Nearly two dozen Metropolitan Transportation Authority employees have tested positive for the coronavirus, including four who work for the Long Island Rail Road, the MTA’s chairman said Thursday.

Five days after the MTA confirmed the first coronavirus case among its workforce — an LIRR sheet metal worker — the authority’s chairman, Patrick Foye, said Thursday the number has climbed to 23. Nineteen of those work in the New York City Transit bus and subway system, while the remainder work at the LIRR. Foye said the infected employees are in quarantine, or receiving appropriate care.

“As we have said, this is not unexpected as testing continues to ramp up, which will help contain the spread of the virus,” Foye said. “We expect this number will only continue to increase.”

Foye said the MTA is working with public health officials to identify colleagues, who will be sent to self-isolation and tested. The agency also will “immediately and aggressively” disinfect workplaces used by workers who have tested positive.

The MTA also will keep up its enhanced disinfecting efforts of its fleet and its stations. Those efforts were on display at the Hicksville LIRR station Thursday, where railroad “car appearance maintainers” — dressed head-to-toe in protective gear — walked through a train using a fogger that dispensed disinfecting solution, while a station cleaner wiped down ticket vending machines, handrails, door handles, benches and other high-traffic areas with disinfecting wipes.

The MTA has taken other measures to protect the spread of the virus among employees, including by suspending use of the finger scanners on recently installed biometric time clocks that aimed to prevent overtime fraud among workers.

After months of infighting between LIRR management and labor leaders that was made worse by the overtime fraud allegations, railroad union leaders and LIRR managers presented a unified front Thursday. Anthony Simon — head of the railroad’s biggest union — said the partnership between the two sides “has never been as good as it is today.”

A Long Island Rail Road employee disinfects a train car...

A Long Island Rail Road employee disinfects a train car with an eco-friendly cleaner while at the Hicksville LIRR station Thursday. Credit: Newsday/Steve Pfost

“We always rise to the occasion . . . I understand we all have families, but we’re going to come into work and we’re going to deliver service,” said Simon, general chairman of the International Association of Sheet Metal, Air, Rail and Transportation workers. “Everything else is on hold. This is priority number one.”
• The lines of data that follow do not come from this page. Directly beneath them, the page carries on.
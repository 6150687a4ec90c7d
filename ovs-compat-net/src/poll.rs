//! Readiness-event shapes and an epoll pass-through.
//!
//! [`EpollEvent`] mirrors the native event record: an interest/readiness
//! bit set plus one payload the registrant chose. The payload is a tagged
//! [`EpollData`] rather than a union, so exactly one member is ever live.
//! The host hands the payload back as a bare 64-bit word; decoding it needs
//! the [`PayloadKind`] the caller registered with.
//!
//! [`Poller`] does no policy of its own. Add, modify, remove, and wait map
//! one-to-one onto `epoll_ctl` / `epoll_wait`.

use std::io;
use std::os::fd::{AsRawFd, FromRawFd, OwnedFd, RawFd};
use std::time::Duration;

use bitflags::bitflags;

bitflags! {
    /// Interest / readiness bits, with the native values.
    #[derive(Debug, Clone, Copy, PartialEq, Eq, Hash, Default)]
    pub struct EventFlags: u32 {
        const IN = libc::EPOLLIN as u32;
        const PRI = libc::EPOLLPRI as u32;
        const OUT = libc::EPOLLOUT as u32;
        const ERR = libc::EPOLLERR as u32;
        const HUP = libc::EPOLLHUP as u32;
        const ONESHOT = libc::EPOLLONESHOT as u32;
        const ET = libc::EPOLLET as u32;
    }
}

/// Which [`EpollData`] member a registration uses.
#[derive(Debug, Clone, Copy, PartialEq, Eq)]
pub enum PayloadKind {
    Ptr,
    Fd,
    U32,
    U64,
}

/// Registrant-chosen payload, returned unchanged with each event.
#[derive(Debug, Clone, Copy, PartialEq, Eq)]
pub enum EpollData {
    Ptr(*mut libc::c_void),
    Fd(RawFd),
    U32(u32),
    U64(u64),
}

impl EpollData {
    pub fn kind(&self) -> PayloadKind {
        match self {
            EpollData::Ptr(_) => PayloadKind::Ptr,
            EpollData::Fd(_) => PayloadKind::Fd,
            EpollData::U32(_) => PayloadKind::U32,
            EpollData::U64(_) => PayloadKind::U64,
        }
    }

    /// The 64-bit word the host stores.
    pub fn to_word(self) -> u64 {
        match self {
            EpollData::Ptr(ptr) => ptr as usize as u64,
            EpollData::Fd(fd) => fd as u32 as u64,
            EpollData::U32(v) => u64::from(v),
            EpollData::U64(v) => v,
        }
    }

    pub fn from_word(kind: PayloadKind, word: u64) -> Self {
        match kind {
            PayloadKind::Ptr => EpollData::Ptr(word as usize as *mut libc::c_void),
            PayloadKind::Fd => EpollData::Fd(word as u32 as RawFd),
            PayloadKind::U32 => EpollData::U32(word as u32),
            PayloadKind::U64 => EpollData::U64(word),
        }
    }
}

/// One readiness event.
#[derive(Debug, Clone, Copy, PartialEq, Eq)]
pub struct EpollEvent {
    pub events: EventFlags,
    pub data: EpollData,
}

impl EpollEvent {
    pub fn new(events: EventFlags, data: EpollData) -> Self {
        Self { events, data }
    }

    pub fn to_native(self) -> libc::epoll_event {
        libc::epoll_event {
            events: self.events.bits(),
            u64: self.data.to_word(),
        }
    }

    pub fn from_native(raw: &libc::epoll_event, kind: PayloadKind) -> Self {
        // Copy out of the (packed on x86_64) struct before use.
        let events = raw.events;
        let word = raw.u64;
        Self {
            events: EventFlags::from_bits_retain(events),
            data: EpollData::from_word(kind, word),
        }
    }
}

/// Registration operations.
#[derive(Debug, Clone, Copy, PartialEq, Eq)]
pub enum CtlOp {
    Add,
    Del,
    Mod,
}

impl CtlOp {
    fn native(self) -> libc::c_int {
        match self {
            CtlOp::Add => libc::EPOLL_CTL_ADD,
            CtlOp::Del => libc::EPOLL_CTL_DEL,
            CtlOp::Mod => libc::EPOLL_CTL_MOD,
        }
    }
}

/// An epoll instance.
#[derive(Debug)]
pub struct Poller {
    epfd: OwnedFd,
}

impl Poller {
    pub fn new() -> io::Result<Self> {
        // SAFETY: plain syscall; the descriptor is owned from here on.
        let fd = unsafe { libc::epoll_create1(libc::EPOLL_CLOEXEC) };
        if fd < 0 {
            return Err(io::Error::last_os_error());
        }
        // SAFETY: `fd` is a fresh descriptor nobody else owns.
        Ok(Self {
            epfd: unsafe { OwnedFd::from_raw_fd(fd) },
        })
    }

    /// Raw `epoll_ctl`. `event` may be `None` only for [`CtlOp::Del`].
    pub fn ctl(&self, op: CtlOp, fd: RawFd, event: Option<EpollEvent>) -> io::Result<()> {
        let mut native = event.map(EpollEvent::to_native);
        let ptr = native
            .as_mut()
            .map_or(std::ptr::null_mut(), |ev| ev as *mut libc::epoll_event);
        // SAFETY: `ptr` is null or points at `native`, which lives across the call.
        let rc = unsafe { libc::epoll_ctl(self.epfd.as_raw_fd(), op.native(), fd, ptr) };
        if rc < 0 {
            return Err(io::Error::last_os_error());
        }
        Ok(())
    }

    pub fn add(&self, fd: RawFd, event: EpollEvent) -> io::Result<()> {
        self.ctl(CtlOp::Add, fd, Some(event))
    }

    pub fn modify(&self, fd: RawFd, event: EpollEvent) -> io::Result<()> {
        self.ctl(CtlOp::Mod, fd, Some(event))
    }

    pub fn remove(&self, fd: RawFd) -> io::Result<()> {
        self.ctl(CtlOp::Del, fd, None)
    }

    /// Wait for up to `max` events. `None` blocks indefinitely.
    ///
    /// Every returned payload is decoded as `kind`.
    pub fn wait(
        &self,
        max: usize,
        timeout: Option<Duration>,
        kind: PayloadKind,
    ) -> io::Result<Vec<EpollEvent>> {
        let max = max.clamp(1, libc::c_int::MAX as usize);
        let timeout_ms = match timeout {
            None => -1,
            Some(d) => libc::c_int::try_from(d.as_millis()).unwrap_or(libc::c_int::MAX),
        };
        let mut raw = vec![libc::epoll_event { events: 0, u64: 0 }; max];
        // SAFETY: `raw` has room for `max` events.
        let n = unsafe {
            libc::epoll_wait(
                self.epfd.as_raw_fd(),
                raw.as_mut_ptr(),
                max as libc::c_int,
                timeout_ms,
            )
        };
        if n < 0 {
            return Err(io::Error::last_os_error());
        }
        Ok(raw[..n as usize]
            .iter()
            .map(|ev| EpollEvent::from_native(ev, kind))
            .collect())
    }
}

#[cfg(test)]
mod tests {
    use super::*;

    #[test]
    fn flag_bits_match_native_values() {
        assert_eq!(EventFlags::IN.bits(), 0x001);
        assert_eq!(EventFlags::PRI.bits(), 0x002);
        assert_eq!(EventFlags::OUT.bits(), 0x004);
        assert_eq!(EventFlags::ERR.bits(), 0x008);
        assert_eq!(EventFlags::HUP.bits(), 0x010);
        assert_eq!(EventFlags::ONESHOT.bits(), 1 << 30);
        assert_eq!(EventFlags::ET.bits(), 1 << 31);
    }

    #[test]
    fn payload_survives_native_conversion() {
        let cases = [
            EpollData::Fd(17),
            EpollData::U32(0xdead_beef),
            EpollData::U64(u64::MAX - 1),
            EpollData::Ptr(0x1000 as *mut libc::c_void),
        ];
        for data in cases {
            let ev = EpollEvent::new(EventFlags::IN | EventFlags::ET, data);
            let back = EpollEvent::from_native(&ev.to_native(), data.kind());
            assert_eq!(back, ev);
        }
    }

    #[test]
    fn del_with_unregistered_fd_passes_host_error_through() {
        let poller = Poller::new().unwrap();
        let err = poller.remove(poller.epfd.as_raw_fd()).unwrap_err();
        assert!(err.raw_os_error().is_some());
    }
}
Not on hold, however, is a slate of LIRR infrastructure maintenance and improvement projects, which railroad president Phillip Eng said are going forward as planned, despite concerns over the spread of the virus.

“They’re essential to running service beyond today,” Eng said. “All of that ties to reliable, sage service. And that is critical, whether we’re running today during this crisis, or running our regular service.”